SPDR S&P 500 ETF tops record $500 billion in assets as Nvidia soars

FILE PHOTO: NVIDIA HGX AI Supercomputer on display during the annual Foxconn Tech Day in Taipei

By Suzanne McGee

(Reuters) - A staggering rise in shares of chipmaker Nvidia helped the SPDR S&P 500 ETF Trust become the first exchange traded fund to top $500 billion in assets, market participants said.

The largest and most liquid fund tracking the Standard & Poor's 500 index topped $500 billion on Thursday, according to its issuer, State Street Global Advisors. It currently has about $502 billion in assets.

A sizeable chunk of those gains came from the surge in Nvidia, whose heavy weighting in the S&P 500 gives it an outsized influence on the index’s moves. The stock’s shares have soared nearly 60% year-to-date, adding another 8.9% in the last week alone, thanks to a post-earnings surge on Thursday.

“This is a result of Nvidia climbing to new highs rather than of fresh demand for the ETF,” said Todd Rosenbluth, chief ETF strategist at VettaFi.

Nvidia, one of the so-called Magnificent Seven stocks that have helped drive markets higher this year, has a weighting of 4.5% in the S&P 500. The index is up 6.7% year-to-date.

The company briefly hit $2 trillion in market value for the first time on Friday, riding on an insatiable demand for its chips that made the Silicon Valley firm the pioneer of the generative artificial intelligence boom.

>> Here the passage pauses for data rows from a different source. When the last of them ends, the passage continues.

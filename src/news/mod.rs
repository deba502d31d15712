/// News lookup providers
pub mod provider;
pub mod search;
pub mod yahoo;

// Re-export commonly used types
pub use provider::{
    NewsProvider, NewsProviderError, NewsQuery, ProviderConfig, ProviderFactory, RawNewsItem,
    RecencyMode,
};
use super::provider::{
    NewsProvider, NewsProviderError, NewsQuery, ProviderConfig, RawNewsItem, RecencyMode,
};
use crate::record::RecordSchema;
use async_trait::async_trait;
use chrono::{DateTime, Utc};
use serde::Deserialize;

#[derive(Deserialize)]
struct NewsEnvelope {
    #[serde(rename = "Content")]
    content: Option<NewsContent>,
}

#[derive(Deserialize)]
struct NewsContent {
    result: Option<Vec<WireArticle>>,
}

#[derive(Deserialize)]
struct WireArticle {
    title: Option<String>,
    summary: Option<String>,
    url: Option<String>,
    author_name: Option<String>,
    provider_name: Option<String>,
    provider_publish_time: Option<i64>,
}

impl From<WireArticle> for RawNewsItem {
    fn from(article: WireArticle) -> Self {
        RawNewsItem {
            title: article.title,
            url: article.url,
            publisher: None,
            summary: article.summary,
            author_name: article.author_name,
            provider_name: article.provider_name,
            published_at: article
                .provider_publish_time
                .and_then(|ts| DateTime::<Utc>::from_timestamp(ts, 0)),
        }
    }
}

/// Time-windowed news endpoint: the provider applies `count` and `start`.
pub struct YahooNewsProvider {
    client: reqwest::Client,
    base_url: String,
}

impl YahooNewsProvider {
    pub fn new(config: &ProviderConfig) -> Result<Self, NewsProviderError> {
        let client = config.http_client()?;
        log::info!("Yahoo news provider initialized against {}", config.base_url);
        Ok(Self {
            client,
            base_url: config.base_url.clone(),
        })
    }
}

#[async_trait]
impl NewsProvider for YahooNewsProvider {
    fn name(&self) -> &str {
        "Yahoo Finance news"
    }

    fn recency_mode(&self) -> RecencyMode {
        RecencyMode::Provider
    }

    fn native_schema(&self) -> RecordSchema {
        RecordSchema::Summary
    }

    async fn lookup(
        &self,
        symbol: &str,
        query: &NewsQuery,
    ) -> Result<Vec<RawNewsItem>, NewsProviderError> {
        let url = format!("{}/v2/finance/news", self.base_url);
        log::debug!(
            "Fetching up to {} articles for {} since {}",
            query.max_results,
            symbol,
            query.since
        );

        let response = self
            .client
            .get(&url)
            .query(&[
                ("symbols", symbol.to_string()),
                ("count", query.max_results.to_string()),
                ("start", query.since.timestamp().to_string()),
            ])
            .send()
            .await?;

        let status = response.status();
        if status.as_u16() == 429 {
            return Err(NewsProviderError::RateLimitExceeded);
        }
        if !status.is_success() {
            return Err(NewsProviderError::Status {
                status: status.as_u16(),
                url: response.url().to_string(),
            });
        }

        let envelope: NewsEnvelope = response.json().await?;
        let articles = envelope
            .content
            .and_then(|c| c.result)
            .unwrap_or_default();

        Ok(articles.into_iter().map(RawNewsItem::from).collect())
    }
}

#[cfg(test)]
mod tests {
    use super::*;
    use httpmock::{Method::GET, MockServer};
    use serde_json::json;

    fn provider_for(server: &MockServer) -> YahooNewsProvider {
        let config = ProviderConfig {
            base_url: server.base_url(),
            ..Default::default()
        };
        YahooNewsProvider::new(&config).unwrap()
    }

    #[tokio::test]
    async fn test_lookup_sends_window_and_decodes_articles() {
        let server = MockServer::start_async().await;
        let since = DateTime::<Utc>::from_timestamp(1_700_000_000, 0).unwrap();

        let mock = server
            .mock_async(|when, then| {
                when.method(GET)
                    .path("/v2/finance/news")
                    .query_param("symbols", "AAPL")
                    .query_param("count", "10")
                    .query_param("start", "1700000000");
                then.status(200).json_body(json!({
                    "Content": {
                        "result": [
                            {
                                "title": "Apple ships a thing",
                                "summary": "A long story about a thing.",
                                "url": "https://news.example/apple-thing",
                                "author_name": "Jane Doe",
                                "provider_name": "Reuters",
                                "provider_publish_time": 1_700_000_100
                            },
                            {
                                "title": "Apple ships another thing",
                                "url": "https://news.example/apple-other"
                            }
                        ]
                    }
                }));
            })
            .await;

        let provider = provider_for(&server);
        let query = NewsQuery {
            max_results: 10,
            since,
        };
        let items = provider.lookup("AAPL", &query).await.unwrap();

        mock.assert_async().await;
        assert_eq!(items.len(), 2);
        assert_eq!(items[0].title.as_deref(), Some("Apple ships a thing"));
        assert_eq!(items[0].provider_name.as_deref(), Some("Reuters"));
        assert_eq!(items[0].published_at.map(|t| t.timestamp()), Some(1_700_000_100));
        assert!(items[1].summary.is_none());
    }

    #[tokio::test]
    async fn test_lookup_empty_content_yields_no_items() {
        let server = MockServer::start_async().await;
        server
            .mock_async(|when, then| {
                when.method(GET).path("/v2/finance/news");
                then.status(200).json_body(json!({ "Content": null }));
            })
            .await;

        let provider = provider_for(&server);
        let query = NewsQuery {
            max_results: 5,
            since: Utc::now(),
        };
        let items = provider.lookup("MSFT", &query).await.unwrap();
        assert!(items.is_empty());
    }

    #[tokio::test]
    async fn test_lookup_maps_error_statuses() {
        let server = MockServer::start_async().await;
        server
            .mock_async(|when, then| {
                when.method(GET).query_param("symbols", "BAD");
                then.status(500).body("boom");
            })
            .await;
        server
            .mock_async(|when, then| {
                when.method(GET).query_param("symbols", "BUSY");
                then.status(429);
            })
            .await;

        let provider = provider_for(&server);
        let query = NewsQuery {
            max_results: 10,
            since: Utc::now(),
        };

        let err = provider.lookup("BAD", &query).await.unwrap_err();
        assert!(matches!(err, NewsProviderError::Status { status: 500, .. }));

        let err = provider.lookup("BUSY", &query).await.unwrap_err();
        assert!(matches!(err, NewsProviderError::RateLimitExceeded));
    }

    #[tokio::test]
    async fn test_lookup_malformed_body_is_parse_error() {
        let server = MockServer::start_async().await;
        server
            .mock_async(|when, then| {
                when.method(GET).path("/v2/finance/news");
                then.status(200)
                    .header("content-type", "application/json")
                    .body("{not json");
            })
            .await;

        let provider = provider_for(&server);
        let query = NewsQuery {
            max_results: 10,
            since: Utc::now(),
        };
        let err = provider.lookup("AAPL", &query).await.unwrap_err();
        assert!(matches!(err, NewsProviderError::ParseError(_)));
    }
}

While the SPDR ETF continues to dominate trading volumes and liquidity and topped the list of ETFs with the largest inflows last year, two other broad market ETFs have emerged as challengers in recent years.

Flows into both BlackRock Inc.'s iShares Core S&P 500 ETF and the Vanguard S&P 500 ETF have grown at a faster rate over the last three years as a whole, data from LSEG showed.

Together, the three ETFs now account for about $1.35 trillion of the $8.4 trillion of total assets invested in ETFs in the U.S. Rosenbluth noted.